**PROBLEM DETAILS**
Using the listing below, keep only the lines with the word "EnvApiKey" and copy them.

INPUT DATA below:

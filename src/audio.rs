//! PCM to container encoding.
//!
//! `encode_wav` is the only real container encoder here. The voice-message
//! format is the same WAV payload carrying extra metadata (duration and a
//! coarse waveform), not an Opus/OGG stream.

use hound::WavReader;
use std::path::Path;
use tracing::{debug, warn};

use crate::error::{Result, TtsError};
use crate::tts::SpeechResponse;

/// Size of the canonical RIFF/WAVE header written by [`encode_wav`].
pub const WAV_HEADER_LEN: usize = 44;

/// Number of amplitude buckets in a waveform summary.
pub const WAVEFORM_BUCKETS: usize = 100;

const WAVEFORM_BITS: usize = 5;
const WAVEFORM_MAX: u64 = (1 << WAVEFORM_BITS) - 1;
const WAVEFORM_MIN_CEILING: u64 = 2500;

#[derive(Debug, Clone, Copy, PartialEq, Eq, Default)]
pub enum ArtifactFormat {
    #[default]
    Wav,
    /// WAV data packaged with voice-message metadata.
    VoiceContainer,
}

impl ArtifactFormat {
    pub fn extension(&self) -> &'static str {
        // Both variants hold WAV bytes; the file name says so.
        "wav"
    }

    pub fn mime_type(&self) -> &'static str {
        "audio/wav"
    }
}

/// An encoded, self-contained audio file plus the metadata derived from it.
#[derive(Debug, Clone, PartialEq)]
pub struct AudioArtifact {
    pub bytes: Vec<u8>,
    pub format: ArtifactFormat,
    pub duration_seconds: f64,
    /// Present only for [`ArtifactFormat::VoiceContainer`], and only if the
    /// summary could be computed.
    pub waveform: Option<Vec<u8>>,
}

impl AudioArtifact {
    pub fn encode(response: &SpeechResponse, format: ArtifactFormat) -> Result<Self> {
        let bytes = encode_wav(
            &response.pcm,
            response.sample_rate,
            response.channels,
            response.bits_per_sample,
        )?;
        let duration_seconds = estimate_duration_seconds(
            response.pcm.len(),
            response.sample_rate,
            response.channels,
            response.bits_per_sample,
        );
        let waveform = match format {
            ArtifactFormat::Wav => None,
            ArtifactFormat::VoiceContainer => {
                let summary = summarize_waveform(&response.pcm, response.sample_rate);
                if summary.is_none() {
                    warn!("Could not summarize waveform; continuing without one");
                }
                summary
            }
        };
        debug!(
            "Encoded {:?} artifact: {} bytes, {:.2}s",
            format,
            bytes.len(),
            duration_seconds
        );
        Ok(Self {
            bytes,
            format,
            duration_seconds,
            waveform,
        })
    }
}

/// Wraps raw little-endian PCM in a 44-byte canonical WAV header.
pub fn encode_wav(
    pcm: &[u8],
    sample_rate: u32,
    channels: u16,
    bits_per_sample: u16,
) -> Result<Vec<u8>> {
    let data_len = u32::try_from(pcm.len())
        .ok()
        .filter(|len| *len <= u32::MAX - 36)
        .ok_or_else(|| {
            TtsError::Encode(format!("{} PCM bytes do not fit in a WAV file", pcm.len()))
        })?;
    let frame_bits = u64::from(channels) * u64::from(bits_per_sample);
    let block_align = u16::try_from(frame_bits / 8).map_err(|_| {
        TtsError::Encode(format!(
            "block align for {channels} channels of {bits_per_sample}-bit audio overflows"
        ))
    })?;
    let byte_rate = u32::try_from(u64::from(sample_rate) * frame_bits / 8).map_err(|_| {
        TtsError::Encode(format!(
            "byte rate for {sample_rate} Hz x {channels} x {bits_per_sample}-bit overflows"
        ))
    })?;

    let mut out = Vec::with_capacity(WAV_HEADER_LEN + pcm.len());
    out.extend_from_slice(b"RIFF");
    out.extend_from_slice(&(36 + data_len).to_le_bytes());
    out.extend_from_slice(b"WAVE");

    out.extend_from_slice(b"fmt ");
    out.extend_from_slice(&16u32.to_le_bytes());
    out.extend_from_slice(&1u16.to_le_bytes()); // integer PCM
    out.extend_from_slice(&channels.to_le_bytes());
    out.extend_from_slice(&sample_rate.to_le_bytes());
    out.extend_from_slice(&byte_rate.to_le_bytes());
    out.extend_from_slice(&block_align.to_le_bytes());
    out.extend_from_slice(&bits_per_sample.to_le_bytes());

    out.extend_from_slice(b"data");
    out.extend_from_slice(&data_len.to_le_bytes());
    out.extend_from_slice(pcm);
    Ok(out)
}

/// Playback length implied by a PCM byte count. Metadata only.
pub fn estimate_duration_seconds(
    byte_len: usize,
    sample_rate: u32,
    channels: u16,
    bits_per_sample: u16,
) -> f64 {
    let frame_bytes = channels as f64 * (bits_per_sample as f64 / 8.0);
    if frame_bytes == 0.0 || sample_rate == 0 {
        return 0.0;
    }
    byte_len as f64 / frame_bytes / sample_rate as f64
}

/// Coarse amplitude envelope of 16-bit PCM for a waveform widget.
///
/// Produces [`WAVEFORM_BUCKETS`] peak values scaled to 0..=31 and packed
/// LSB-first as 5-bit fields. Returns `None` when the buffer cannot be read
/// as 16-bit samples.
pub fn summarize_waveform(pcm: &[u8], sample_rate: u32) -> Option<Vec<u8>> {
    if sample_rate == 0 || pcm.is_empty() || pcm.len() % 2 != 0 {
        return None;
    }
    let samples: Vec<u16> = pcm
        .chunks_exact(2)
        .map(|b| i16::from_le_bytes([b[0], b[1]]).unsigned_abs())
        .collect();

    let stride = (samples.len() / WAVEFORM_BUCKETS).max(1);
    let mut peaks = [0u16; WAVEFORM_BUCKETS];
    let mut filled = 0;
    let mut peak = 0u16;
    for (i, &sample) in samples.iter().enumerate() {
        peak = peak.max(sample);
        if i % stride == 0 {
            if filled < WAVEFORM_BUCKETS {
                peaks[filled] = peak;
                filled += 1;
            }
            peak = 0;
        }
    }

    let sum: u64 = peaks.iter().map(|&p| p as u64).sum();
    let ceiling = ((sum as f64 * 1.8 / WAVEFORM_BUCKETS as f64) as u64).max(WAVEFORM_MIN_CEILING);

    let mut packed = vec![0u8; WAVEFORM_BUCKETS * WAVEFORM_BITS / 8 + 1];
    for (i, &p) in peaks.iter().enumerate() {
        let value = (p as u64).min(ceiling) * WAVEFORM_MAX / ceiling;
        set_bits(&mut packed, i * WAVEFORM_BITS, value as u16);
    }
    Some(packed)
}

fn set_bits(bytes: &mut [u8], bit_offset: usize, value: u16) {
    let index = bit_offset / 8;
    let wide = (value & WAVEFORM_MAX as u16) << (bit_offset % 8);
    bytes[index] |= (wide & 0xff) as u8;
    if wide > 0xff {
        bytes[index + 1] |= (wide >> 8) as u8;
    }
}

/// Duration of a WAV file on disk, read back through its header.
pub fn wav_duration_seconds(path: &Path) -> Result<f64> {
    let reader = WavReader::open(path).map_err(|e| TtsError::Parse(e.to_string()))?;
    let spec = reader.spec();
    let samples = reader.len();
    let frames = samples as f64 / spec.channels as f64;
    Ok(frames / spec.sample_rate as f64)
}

End of INPUT DATA.
INPUT DATA below:

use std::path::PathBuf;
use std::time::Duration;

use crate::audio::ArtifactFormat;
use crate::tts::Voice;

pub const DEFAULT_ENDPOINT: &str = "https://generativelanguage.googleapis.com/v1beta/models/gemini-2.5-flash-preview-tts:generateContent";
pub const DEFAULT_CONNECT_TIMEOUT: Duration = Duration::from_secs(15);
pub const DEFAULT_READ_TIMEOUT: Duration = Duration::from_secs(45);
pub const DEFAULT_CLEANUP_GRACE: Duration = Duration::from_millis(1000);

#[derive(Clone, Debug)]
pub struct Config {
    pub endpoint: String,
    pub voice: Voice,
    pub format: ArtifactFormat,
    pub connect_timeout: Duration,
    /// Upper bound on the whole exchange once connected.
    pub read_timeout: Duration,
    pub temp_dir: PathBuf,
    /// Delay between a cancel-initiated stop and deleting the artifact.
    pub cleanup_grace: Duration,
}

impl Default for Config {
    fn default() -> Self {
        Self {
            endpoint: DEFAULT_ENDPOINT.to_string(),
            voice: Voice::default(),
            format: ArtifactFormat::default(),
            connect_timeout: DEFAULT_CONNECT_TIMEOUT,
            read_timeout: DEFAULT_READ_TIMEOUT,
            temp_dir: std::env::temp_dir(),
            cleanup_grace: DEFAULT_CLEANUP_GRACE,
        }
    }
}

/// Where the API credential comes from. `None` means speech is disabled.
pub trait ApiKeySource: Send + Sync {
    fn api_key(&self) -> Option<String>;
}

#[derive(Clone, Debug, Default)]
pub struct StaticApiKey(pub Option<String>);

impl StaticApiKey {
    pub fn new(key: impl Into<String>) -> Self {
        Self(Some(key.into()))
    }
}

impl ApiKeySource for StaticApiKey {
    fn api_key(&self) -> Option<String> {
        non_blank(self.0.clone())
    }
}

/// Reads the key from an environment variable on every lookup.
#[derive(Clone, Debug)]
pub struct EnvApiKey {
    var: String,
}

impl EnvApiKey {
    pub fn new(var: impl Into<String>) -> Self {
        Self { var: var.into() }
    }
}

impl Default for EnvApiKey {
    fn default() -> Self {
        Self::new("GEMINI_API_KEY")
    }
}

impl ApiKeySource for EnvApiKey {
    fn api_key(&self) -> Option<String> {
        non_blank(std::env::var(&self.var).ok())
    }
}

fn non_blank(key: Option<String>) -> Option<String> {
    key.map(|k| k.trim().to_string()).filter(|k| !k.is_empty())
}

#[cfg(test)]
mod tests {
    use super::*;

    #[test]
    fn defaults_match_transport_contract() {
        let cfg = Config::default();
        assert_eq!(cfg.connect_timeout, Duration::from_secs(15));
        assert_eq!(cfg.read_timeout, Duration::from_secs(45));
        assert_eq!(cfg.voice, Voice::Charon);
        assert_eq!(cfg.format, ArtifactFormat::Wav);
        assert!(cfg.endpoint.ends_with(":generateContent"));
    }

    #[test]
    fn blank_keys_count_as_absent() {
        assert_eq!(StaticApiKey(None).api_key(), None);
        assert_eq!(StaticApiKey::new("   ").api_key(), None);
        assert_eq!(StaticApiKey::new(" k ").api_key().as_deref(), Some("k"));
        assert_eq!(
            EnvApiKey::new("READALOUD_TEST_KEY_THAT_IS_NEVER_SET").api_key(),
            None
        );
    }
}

End of INPUT DATA.
INPUT DATA below:

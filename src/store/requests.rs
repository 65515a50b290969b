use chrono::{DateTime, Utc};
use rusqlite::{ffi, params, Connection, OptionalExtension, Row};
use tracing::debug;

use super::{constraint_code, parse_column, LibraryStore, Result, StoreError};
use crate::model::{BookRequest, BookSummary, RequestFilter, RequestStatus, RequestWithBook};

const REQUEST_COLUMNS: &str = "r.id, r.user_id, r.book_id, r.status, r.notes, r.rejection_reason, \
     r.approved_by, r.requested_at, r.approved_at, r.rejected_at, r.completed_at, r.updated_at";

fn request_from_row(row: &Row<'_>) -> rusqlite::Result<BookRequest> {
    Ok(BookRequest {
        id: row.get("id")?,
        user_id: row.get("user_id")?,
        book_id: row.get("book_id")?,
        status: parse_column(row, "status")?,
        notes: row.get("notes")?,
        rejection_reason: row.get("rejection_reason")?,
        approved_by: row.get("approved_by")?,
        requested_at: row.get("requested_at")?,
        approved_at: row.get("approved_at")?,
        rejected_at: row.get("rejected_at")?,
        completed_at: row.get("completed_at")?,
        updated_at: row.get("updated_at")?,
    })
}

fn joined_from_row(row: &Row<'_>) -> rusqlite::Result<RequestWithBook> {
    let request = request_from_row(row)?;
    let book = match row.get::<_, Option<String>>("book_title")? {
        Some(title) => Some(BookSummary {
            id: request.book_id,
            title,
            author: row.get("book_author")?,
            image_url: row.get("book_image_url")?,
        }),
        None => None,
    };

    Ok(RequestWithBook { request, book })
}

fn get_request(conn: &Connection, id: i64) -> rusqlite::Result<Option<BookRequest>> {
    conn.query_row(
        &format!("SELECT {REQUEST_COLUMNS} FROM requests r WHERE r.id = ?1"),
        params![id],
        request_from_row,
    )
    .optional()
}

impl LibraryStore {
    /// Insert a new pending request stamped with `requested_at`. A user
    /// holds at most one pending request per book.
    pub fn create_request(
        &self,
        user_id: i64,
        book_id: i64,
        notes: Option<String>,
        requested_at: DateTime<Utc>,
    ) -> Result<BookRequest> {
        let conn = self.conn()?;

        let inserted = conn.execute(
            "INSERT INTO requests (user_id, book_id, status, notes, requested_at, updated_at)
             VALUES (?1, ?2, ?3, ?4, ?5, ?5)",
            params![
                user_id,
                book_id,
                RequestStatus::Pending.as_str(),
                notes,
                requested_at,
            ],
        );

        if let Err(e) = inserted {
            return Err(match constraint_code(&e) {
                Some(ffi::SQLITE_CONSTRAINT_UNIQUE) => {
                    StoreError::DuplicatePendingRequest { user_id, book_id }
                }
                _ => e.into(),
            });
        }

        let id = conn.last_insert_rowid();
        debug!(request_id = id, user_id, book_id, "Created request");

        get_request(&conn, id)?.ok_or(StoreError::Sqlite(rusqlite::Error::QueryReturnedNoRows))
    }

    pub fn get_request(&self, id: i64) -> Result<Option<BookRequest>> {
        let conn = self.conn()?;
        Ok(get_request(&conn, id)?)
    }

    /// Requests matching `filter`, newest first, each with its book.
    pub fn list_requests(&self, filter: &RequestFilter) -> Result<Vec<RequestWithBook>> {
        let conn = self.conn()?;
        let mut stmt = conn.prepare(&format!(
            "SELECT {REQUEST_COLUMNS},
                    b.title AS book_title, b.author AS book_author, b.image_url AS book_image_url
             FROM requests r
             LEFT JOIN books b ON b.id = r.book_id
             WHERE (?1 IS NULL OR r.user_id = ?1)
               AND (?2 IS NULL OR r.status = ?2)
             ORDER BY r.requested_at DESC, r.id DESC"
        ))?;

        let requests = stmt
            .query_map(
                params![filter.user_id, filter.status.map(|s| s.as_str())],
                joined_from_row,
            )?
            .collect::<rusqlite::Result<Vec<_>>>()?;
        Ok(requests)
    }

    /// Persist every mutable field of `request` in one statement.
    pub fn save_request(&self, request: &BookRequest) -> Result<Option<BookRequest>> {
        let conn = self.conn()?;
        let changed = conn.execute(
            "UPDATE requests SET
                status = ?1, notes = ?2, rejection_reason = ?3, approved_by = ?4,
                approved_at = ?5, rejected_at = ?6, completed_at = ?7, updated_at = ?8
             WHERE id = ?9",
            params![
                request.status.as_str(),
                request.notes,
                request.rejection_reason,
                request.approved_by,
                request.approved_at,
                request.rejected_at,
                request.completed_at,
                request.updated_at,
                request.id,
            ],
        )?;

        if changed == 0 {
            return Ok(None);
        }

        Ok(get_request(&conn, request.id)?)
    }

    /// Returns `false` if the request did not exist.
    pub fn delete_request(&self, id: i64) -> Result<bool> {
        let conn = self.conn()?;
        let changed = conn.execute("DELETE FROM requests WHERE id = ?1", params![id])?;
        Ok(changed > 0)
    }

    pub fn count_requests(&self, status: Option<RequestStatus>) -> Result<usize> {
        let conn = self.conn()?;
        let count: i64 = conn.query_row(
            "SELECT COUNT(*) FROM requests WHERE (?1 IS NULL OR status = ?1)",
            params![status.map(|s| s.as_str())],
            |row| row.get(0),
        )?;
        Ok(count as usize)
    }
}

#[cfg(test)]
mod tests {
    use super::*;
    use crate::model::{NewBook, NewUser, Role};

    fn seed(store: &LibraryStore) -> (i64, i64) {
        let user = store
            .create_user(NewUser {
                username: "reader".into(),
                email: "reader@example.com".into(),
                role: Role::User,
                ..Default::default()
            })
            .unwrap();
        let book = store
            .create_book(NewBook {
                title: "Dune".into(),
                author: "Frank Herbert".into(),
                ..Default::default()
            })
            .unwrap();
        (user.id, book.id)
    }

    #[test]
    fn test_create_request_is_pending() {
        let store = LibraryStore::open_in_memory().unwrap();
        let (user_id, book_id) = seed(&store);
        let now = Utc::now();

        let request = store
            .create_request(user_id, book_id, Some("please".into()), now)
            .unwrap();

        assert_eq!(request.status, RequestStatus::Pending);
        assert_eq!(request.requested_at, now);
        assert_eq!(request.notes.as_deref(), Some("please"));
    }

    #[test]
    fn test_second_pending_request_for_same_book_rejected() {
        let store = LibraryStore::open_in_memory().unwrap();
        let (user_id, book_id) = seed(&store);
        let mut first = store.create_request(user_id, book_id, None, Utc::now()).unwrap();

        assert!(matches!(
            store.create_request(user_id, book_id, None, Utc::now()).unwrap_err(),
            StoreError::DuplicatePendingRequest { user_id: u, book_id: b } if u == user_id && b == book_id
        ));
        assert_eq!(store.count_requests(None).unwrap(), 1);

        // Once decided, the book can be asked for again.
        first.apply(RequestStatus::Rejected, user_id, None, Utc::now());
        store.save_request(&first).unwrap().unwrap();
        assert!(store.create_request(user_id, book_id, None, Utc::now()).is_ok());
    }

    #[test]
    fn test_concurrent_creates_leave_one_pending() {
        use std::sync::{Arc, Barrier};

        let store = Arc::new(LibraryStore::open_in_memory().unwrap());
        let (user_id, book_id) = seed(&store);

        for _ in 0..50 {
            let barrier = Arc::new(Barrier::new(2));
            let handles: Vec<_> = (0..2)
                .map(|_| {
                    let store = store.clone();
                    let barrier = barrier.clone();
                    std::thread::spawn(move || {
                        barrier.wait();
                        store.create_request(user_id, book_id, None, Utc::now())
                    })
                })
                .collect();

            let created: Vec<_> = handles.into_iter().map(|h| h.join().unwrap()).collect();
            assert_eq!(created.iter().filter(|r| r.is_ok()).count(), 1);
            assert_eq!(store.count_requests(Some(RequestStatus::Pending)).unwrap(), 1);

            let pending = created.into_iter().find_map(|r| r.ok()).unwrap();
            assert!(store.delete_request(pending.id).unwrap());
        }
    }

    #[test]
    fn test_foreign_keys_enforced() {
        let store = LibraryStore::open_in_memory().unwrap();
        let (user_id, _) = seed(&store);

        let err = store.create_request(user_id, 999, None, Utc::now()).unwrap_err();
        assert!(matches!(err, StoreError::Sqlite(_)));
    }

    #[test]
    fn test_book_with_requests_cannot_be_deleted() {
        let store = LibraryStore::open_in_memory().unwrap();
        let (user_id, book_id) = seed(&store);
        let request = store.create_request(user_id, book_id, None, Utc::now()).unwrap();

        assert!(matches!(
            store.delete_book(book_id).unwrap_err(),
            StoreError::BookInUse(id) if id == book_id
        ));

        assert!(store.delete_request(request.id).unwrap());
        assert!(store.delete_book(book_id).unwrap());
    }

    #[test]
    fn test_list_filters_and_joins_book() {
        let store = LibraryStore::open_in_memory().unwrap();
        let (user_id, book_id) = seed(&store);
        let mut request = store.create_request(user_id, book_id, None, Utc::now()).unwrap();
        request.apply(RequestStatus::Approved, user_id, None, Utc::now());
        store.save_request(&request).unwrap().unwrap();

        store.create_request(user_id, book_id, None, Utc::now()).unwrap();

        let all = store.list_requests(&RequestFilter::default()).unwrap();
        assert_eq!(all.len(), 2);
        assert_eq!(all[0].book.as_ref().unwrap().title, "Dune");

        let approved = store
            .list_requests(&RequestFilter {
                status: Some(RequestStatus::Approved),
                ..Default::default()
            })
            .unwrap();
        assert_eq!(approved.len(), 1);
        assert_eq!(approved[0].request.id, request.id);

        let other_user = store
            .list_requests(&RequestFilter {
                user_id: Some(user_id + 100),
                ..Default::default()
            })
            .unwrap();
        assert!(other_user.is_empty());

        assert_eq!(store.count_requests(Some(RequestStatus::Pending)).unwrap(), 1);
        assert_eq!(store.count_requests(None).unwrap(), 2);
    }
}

End of INPUT DATA.

**ANSWER SECTION**
pub struct EnvApiKey {
impl EnvApiKey {
impl Default for EnvApiKey {
impl ApiKeySource for EnvApiKey {
            EnvApiKey::new("READALOUD_TEST_KEY_THAT_IS_NEVER_SET").api_key(),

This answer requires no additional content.